This thesis explores the issue of privatisation in Iran, seeking an understanding, which combines academic argument and rigorously deployed evidence with practical applicability. That understanding is grounded in four forms of explanation, which are brought together and synthesised in the thesis as a whole. Firstly, the thesis considers the historical and social background to economic development in Iran, and the context of this to initiation of the privatisation process. It argues that this context is absolutely central to any understanding of Iranian economy and society today. Secondly, the thesis argues that ideas drawn from an understanding of Islam are necessary to an appropriate image of development in Iran (taking account of their distinctive forms of Iranian Islam).
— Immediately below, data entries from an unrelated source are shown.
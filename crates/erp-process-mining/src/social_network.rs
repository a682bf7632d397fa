//! Social-network mining (spec §4.2.5): handover and working-together
//! matrices, resource utilisation, activity-resource matrix,
//! segregation-of-duties checks, and a centrality proxy.

use std::collections::BTreeMap;

use serde::{Deserialize, Serialize};

use crate::event_log::EventLog;

#[derive(Debug, Clone, Serialize, Deserialize)]
pub struct Handover {
    pub from_resource: String,
    pub to_resource: String,
    pub count: u64,
}

#[derive(Debug, Clone, Serialize, Deserialize)]
pub struct WorkingTogether {
    pub resource_a: String,
    pub resource_b: String,
    pub shared_cases: u64,
}

#[derive(Debug, Clone, Serialize, Deserialize)]
pub struct ResourceUtilization {
    pub resource: String,
    pub event_count: u64,
    pub primary_activities: Vec<String>,
}

#[derive(Debug, Clone, Serialize, Deserialize)]
pub struct ActivityResourceCell {
    pub activity: String,
    pub resource: String,
    pub count: u64,
}

#[derive(Debug, Clone, Serialize, Deserialize)]
pub struct SodRule {
    pub activity_a: String,
    pub activity_b: String,
}

impl SodRule {
    pub fn new(a: impl Into<String>, b: impl Into<String>) -> Self {
        Self {
            activity_a: a.into(),
            activity_b: b.into(),
        }
    }
}

/// Default conflict pairs shipped with the engine; callers may add more.
pub fn default_sod_rules() -> Vec<SodRule> {
    vec![
        SodRule::new("Create Purchase Order", "Post Payment"),
        SodRule::new("Create Vendor Master", "Post Payment"),
        SodRule::new("Approve Requisition", "Create Purchase Order"),
    ]
}

#[derive(Debug, Clone, Serialize, Deserialize)]
pub struct SodViolation {
    pub case_id: String,
    pub resource: String,
    pub activity_a: String,
    pub activity_b: String,
}

#[derive(Debug, Clone, Serialize, Deserialize)]
pub struct ResourceCentrality {
    pub resource: String,
    pub centrality: f64,
}

#[derive(Debug, Clone, Serialize, Deserialize)]
pub struct SocialNetworkResult {
    pub handovers: Vec<Handover>,
    pub working_together: Vec<WorkingTogether>,
    pub utilization: Vec<ResourceUtilization>,
    pub activity_resource_matrix: Vec<ActivityResourceCell>,
    pub sod_violations: Vec<SodViolation>,
    pub centrality: Vec<ResourceCentrality>,
    /// `true` if the coefficient of variation of event counts across
    /// resources is below 0.5.
    pub balanced_workload: bool,
}

impl SocialNetworkResult {
    pub fn summary(&self) -> String {
        format!(
            "{} resources, {} handovers, {} SoD violations, balanced={}",
            self.utilization.len(),
            self.handovers.len(),
            self.sod_violations.len(),
            self.balanced_workload
        )
    }

    pub fn to_serializable(&self) -> serde_json::Value {
        serde_json::to_value(self).unwrap_or(serde_json::Value::Null)
    }
}

#[derive(Debug, Default)]
pub struct SocialNetworkMiner {
    pub sod_rules: Vec<SodRule>,
}

impl SocialNetworkMiner {
    pub fn new() -> Self {
        Self {
            sod_rules: default_sod_rules(),
        }
    }

    pub fn with_rules(mut self, extra: Vec<SodRule>) -> Self {
        self.sod_rules.extend(extra);
        self
    }

    pub fn analyze(&self, log: &EventLog) -> SocialNetworkResult {
        let mut handover_counts: BTreeMap<(String, String), u64> = BTreeMap::new();
        let mut together_counts: BTreeMap<(String, String), u64> = BTreeMap::new();
        let mut event_counts: BTreeMap<String, u64> = BTreeMap::new();
        let mut activities_by_resource: BTreeMap<String, BTreeMap<String, u64>> = BTreeMap::new();
        let mut ar_matrix: BTreeMap<(String, String), u64> = BTreeMap::new();
        let mut sod_violations = Vec::new();
        let mut in_volume: BTreeMap<String, u64> = BTreeMap::new();
        let mut out_volume: BTreeMap<String, u64> = BTreeMap::new();

        for trace in log.sorted_traces() {
            let resources_in_case: std::collections::BTreeSet<&str> =
                trace.events.iter().filter_map(|e| e.resource.as_deref()).collect();
            for a in &resources_in_case {
                for b in &resources_in_case {
                    if a < b {
                        *together_counts.entry((a.to_string(), b.to_string())).or_insert(0) += 1;
                    }
                }
            }

            for event in &trace.events {
                if let Some(resource) = &event.resource {
                    *event_counts.entry(resource.clone()).or_insert(0) += 1;
                    *activities_by_resource
                        .entry(resource.clone())
                        .or_default()
                        .entry(event.activity.clone())
                        .or_insert(0) += 1;
                    *ar_matrix
                        .entry((event.activity.clone(), resource.clone()))
                        .or_insert(0) += 1;
                }
            }

            for window in trace.events.windows(2) {
                if let (Some(from), Some(to)) = (&window[0].resource, &window[1].resource) {
                    if from != to {
                        *handover_counts.entry((from.clone(), to.clone())).or_insert(0) += 1;
                        *out_volume.entry(from.clone()).or_insert(0) += 1;
                        *in_volume.entry(to.clone()).or_insert(0) += 1;
                    }
                }
            }

            for rule in &self.sod_rules {
                if let (Some(ra), Some(rb)) = (
                    trace.events.iter().find(|e| e.activity == rule.activity_a).and_then(|e| e.resource.as_deref()),
                    trace.events.iter().find(|e| e.activity == rule.activity_b).and_then(|e| e.resource.as_deref()),
                ) {
                    if ra == rb {
                        sod_violations.push(SodViolation {
                            case_id: trace.case_id.clone(),
                            resource: ra.to_string(),
                            activity_a: rule.activity_a.clone(),
                            activity_b: rule.activity_b.clone(),
                        });
                    }
                }
            }
        }

        let mut handovers: Vec<Handover> = handover_counts
            .into_iter()
            .map(|((from_resource, to_resource), count)| Handover {
                from_resource,
                to_resource,
                count,
            })
            .collect();
        handovers.sort_by(|a, b| (a.from_resource.clone(), a.to_resource.clone()).cmp(&(b.from_resource.clone(), b.to_resource.clone())));

        let mut working_together: Vec<WorkingTogether> = together_counts
            .into_iter()
            .map(|((resource_a, resource_b), shared_cases)| WorkingTogether {
                resource_a,
                resource_b,
                shared_cases,
            })
            .collect();
        working_together.sort_by(|a, b| (a.resource_a.clone(), a.resource_b.clone()).cmp(&(b.resource_a.clone(), b.resource_b.clone())));

        let mut utilization: Vec<ResourceUtilization> = event_counts
            .iter()
            .map(|(resource, count)| {
                let mut activities: Vec<(String, u64)> = activities_by_resource
                    .get(resource)
                    .map(|m| m.iter().map(|(a, c)| (a.clone(), *c)).collect())
                    .unwrap_or_default();
                activities.sort_by(|a, b| b.1.cmp(&a.1).then(a.0.cmp(&b.0)));
                ResourceUtilization {
                    resource: resource.clone(),
                    event_count: *count,
                    primary_activities: activities.into_iter().map(|(a, _)| a).collect(),
                }
            })
            .collect();
        utilization.sort_by(|a, b| a.resource.cmp(&b.resource));

        let mut activity_resource_matrix: Vec<ActivityResourceCell> = ar_matrix
            .into_iter()
            .map(|((activity, resource), count)| ActivityResourceCell {
                activity,
                resource,
                count,
            })
            .collect();
        activity_resource_matrix.sort_by(|a, b| (a.activity.clone(), a.resource.clone()).cmp(&(b.activity.clone(), b.resource.clone())));

        let counts: Vec<f64> = event_counts.values().map(|v| *v as f64).collect();
        let balanced_workload = {
            let st = crate::stats::compute(&counts);
            st.mean == 0.0 || (st.stddev / st.mean) < 0.5
        };

        let resources: std::collections::BTreeSet<String> = event_counts.keys().cloned().collect();
        let mut centrality: Vec<ResourceCentrality> = resources
            .iter()
            .map(|r| {
                let inv = *in_volume.get(r).unwrap_or(&0) as f64;
                let outv = *out_volume.get(r).unwrap_or(&0) as f64;
                ResourceCentrality {
                    resource: r.clone(),
                    centrality: (inv * outv).sqrt(),
                }
            })
            .collect();
        centrality.sort_by(|a, b| a.resource.cmp(&b.resource));

        sod_violations.sort_by(|a, b| a.case_id.cmp(&b.case_id));

        SocialNetworkResult {
            handovers,
            working_together,
            utilization,
            activity_resource_matrix,
            sod_violations,
            centrality,
            balanced_workload,
        }
    }
}

#[cfg(test)]
mod tests {
    use super::*;
    use crate::event_log::{Event, EventLogBuilder};
    use chrono::{TimeZone, Utc};

    #[test]
    fn same_resource_handover_excluded_but_counted_in_utilization() {
        let mut builder = EventLogBuilder::new("test");
        let base = Utc.with_ymd_and_hms(2024, 1, 1, 0, 0, 0).unwrap();
        let mut a = Event::new("A", base);
        a.resource = Some("U1".into());
        let mut b = Event::new("B", base + chrono::Duration::hours(1));
        b.resource = Some("U1".into());
        builder.add_event("C1", a);
        builder.add_event("C1", b);
        let log = builder.build();

        let result = SocialNetworkMiner::new().analyze(&log);
        assert!(result.handovers.is_empty());
        assert_eq!(result.utilization[0].event_count, 2);
    }

    #[test]
    fn sod_violation_detected_when_same_resource_performs_conflict_pair() {
        let mut builder = EventLogBuilder::new("test");
        let base = Utc.with_ymd_and_hms(2024, 1, 1, 0, 0, 0).unwrap();
        let mut po = Event::new("Create Purchase Order", base);
        po.resource = Some("U1".into());
        let mut pay = Event::new("Post Payment", base + chrono::Duration::hours(1));
        pay.resource = Some("U1".into());
        builder.add_event("C1", po);
        builder.add_event("C1", pay);
        let log = builder.build();

        let result = SocialNetworkMiner::new().analyze(&log);
        assert_eq!(result.sod_violations.len(), 1);
    }
}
Thirdly, this challenges us to re-think ideas of development. It implies that we might need a more pragmatic, less self-assured sense that the world is diverse and our knowledge of it is limited and diverse. This sense of the uniqueness and variety of development dilemmas is increasingly common in the relevant literatures, but its implications for Iran -or for the region around Iran- have been little explored. Finally, the attempt to locate an understanding of the prospects and limitations of Iranian development in a pattern leads one to identify a trajectory of state-society-economy relationships, a historical sociology, which helps both to provide comparisons which aid understanding and a loose theoretical context against which the findings of this research can be tested. The thesis draws on these arguments to make a detailed empirical study of privatisation in the past and analysis of the prospects for privatisation in the future in Iran. This original work is the most important contribution the thesis claims to make to our knowledge.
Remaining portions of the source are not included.